Items from a data source
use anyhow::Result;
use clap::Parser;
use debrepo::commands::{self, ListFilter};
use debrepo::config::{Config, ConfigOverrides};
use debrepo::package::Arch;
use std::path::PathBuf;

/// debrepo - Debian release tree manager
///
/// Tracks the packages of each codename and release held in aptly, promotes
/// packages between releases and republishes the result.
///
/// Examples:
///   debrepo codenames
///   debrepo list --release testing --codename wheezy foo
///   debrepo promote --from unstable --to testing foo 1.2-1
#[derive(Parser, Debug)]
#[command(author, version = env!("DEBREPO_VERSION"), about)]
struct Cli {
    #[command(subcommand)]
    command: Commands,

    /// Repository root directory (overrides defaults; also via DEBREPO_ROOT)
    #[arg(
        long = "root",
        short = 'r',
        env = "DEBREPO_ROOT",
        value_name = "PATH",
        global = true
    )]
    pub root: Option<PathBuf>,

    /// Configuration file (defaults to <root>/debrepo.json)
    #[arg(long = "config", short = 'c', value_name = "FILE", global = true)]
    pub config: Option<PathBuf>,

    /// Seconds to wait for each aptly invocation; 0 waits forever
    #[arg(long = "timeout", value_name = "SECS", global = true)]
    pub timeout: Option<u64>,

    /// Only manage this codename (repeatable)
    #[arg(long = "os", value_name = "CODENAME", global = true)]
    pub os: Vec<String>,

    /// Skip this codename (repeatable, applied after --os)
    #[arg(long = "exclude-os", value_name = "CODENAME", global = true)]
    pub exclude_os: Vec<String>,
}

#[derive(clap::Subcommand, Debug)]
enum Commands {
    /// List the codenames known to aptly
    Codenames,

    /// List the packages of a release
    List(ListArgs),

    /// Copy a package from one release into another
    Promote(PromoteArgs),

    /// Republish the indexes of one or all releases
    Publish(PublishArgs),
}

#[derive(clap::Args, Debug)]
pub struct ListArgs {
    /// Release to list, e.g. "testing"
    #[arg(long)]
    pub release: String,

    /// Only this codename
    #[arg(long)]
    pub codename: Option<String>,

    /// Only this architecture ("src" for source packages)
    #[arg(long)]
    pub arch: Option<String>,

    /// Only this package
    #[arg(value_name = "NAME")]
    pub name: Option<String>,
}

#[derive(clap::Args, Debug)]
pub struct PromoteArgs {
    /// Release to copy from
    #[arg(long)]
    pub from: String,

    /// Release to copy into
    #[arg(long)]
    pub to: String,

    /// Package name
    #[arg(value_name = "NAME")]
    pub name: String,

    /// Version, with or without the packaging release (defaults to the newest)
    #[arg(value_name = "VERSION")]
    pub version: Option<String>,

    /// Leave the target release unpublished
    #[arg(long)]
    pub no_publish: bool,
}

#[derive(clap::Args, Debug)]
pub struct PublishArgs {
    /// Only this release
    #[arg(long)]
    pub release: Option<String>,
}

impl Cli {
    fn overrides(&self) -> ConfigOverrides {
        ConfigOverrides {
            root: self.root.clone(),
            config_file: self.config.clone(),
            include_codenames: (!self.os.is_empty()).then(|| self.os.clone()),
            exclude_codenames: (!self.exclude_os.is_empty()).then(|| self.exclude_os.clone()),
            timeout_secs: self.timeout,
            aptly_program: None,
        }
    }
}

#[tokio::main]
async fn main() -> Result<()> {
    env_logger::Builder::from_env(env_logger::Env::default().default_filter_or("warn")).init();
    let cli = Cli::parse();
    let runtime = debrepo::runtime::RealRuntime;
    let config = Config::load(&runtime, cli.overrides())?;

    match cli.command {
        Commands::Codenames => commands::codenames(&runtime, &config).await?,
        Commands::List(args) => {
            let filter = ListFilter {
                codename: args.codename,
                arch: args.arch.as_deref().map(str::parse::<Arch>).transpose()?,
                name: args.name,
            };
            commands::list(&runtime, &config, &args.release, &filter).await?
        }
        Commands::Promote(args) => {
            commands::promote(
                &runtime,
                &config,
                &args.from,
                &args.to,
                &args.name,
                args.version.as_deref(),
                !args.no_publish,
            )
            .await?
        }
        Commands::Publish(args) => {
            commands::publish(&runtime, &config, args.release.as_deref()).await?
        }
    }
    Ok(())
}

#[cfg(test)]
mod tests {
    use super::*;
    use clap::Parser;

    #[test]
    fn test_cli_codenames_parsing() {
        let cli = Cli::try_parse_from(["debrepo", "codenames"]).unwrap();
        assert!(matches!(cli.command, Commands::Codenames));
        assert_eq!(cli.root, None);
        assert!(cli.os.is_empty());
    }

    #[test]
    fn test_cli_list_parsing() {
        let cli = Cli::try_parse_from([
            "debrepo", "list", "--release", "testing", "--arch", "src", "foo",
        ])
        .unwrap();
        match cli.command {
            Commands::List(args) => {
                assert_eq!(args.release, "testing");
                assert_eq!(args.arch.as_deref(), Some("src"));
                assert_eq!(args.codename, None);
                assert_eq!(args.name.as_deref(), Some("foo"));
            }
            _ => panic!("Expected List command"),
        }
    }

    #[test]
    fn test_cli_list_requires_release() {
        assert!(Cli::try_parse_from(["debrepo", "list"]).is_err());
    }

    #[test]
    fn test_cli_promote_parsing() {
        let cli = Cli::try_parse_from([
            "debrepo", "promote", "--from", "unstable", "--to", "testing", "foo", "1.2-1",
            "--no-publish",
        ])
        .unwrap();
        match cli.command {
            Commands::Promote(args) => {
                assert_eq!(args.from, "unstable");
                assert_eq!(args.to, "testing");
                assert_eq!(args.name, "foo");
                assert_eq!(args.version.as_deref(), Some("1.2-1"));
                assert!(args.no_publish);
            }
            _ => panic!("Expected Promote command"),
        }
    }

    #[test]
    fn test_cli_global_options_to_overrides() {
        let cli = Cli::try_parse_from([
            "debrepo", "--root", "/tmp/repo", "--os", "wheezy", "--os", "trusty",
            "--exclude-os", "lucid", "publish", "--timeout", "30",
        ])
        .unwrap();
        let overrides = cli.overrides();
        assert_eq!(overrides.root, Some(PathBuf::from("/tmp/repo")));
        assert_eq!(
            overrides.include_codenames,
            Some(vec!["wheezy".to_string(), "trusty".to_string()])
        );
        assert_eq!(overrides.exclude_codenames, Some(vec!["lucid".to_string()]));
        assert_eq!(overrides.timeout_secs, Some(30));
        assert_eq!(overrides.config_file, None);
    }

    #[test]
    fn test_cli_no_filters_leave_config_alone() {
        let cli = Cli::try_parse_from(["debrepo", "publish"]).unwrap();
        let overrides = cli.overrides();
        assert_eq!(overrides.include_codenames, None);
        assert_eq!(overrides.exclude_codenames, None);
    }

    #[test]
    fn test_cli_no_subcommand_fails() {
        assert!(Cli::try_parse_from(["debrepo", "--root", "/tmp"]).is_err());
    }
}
* * *
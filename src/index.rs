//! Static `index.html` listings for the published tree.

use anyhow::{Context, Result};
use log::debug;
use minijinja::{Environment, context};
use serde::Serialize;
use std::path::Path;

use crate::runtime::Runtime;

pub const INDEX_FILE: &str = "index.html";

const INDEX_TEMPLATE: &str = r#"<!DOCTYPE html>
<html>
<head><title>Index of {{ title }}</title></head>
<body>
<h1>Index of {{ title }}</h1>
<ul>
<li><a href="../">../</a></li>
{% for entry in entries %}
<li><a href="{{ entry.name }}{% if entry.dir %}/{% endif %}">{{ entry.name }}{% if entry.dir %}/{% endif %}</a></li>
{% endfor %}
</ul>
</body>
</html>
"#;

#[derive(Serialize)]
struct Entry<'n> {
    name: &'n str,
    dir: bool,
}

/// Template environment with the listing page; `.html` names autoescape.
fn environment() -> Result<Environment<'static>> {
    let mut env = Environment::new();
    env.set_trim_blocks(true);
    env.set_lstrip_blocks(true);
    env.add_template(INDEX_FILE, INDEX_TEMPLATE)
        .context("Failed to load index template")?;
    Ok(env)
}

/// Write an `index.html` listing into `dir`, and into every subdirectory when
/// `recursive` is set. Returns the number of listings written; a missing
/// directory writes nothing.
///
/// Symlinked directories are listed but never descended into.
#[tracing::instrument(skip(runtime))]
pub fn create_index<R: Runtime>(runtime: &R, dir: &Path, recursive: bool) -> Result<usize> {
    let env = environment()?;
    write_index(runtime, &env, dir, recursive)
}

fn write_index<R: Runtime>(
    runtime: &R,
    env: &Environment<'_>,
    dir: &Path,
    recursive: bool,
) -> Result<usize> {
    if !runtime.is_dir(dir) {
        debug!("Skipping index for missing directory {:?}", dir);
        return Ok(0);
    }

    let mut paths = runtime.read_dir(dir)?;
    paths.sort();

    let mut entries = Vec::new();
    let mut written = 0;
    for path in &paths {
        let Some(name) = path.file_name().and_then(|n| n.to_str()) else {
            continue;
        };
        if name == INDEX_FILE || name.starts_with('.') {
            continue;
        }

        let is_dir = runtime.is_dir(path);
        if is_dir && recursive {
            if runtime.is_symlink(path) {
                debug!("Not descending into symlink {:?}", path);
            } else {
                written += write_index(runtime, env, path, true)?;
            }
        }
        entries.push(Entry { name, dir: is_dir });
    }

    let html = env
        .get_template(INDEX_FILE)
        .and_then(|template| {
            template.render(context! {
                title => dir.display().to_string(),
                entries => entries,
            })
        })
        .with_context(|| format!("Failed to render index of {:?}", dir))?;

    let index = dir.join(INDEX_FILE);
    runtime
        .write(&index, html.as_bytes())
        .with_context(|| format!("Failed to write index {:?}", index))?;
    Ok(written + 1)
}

[WORK INSTRUCTIONS] Of the lines in the data, report each one containing the string "ConfigOverrides".

[RESULT FOR THIS TASK]
use debrepo::config::{Config, ConfigOverrides};
    fn overrides(&self) -> ConfigOverrides {
        ConfigOverrides {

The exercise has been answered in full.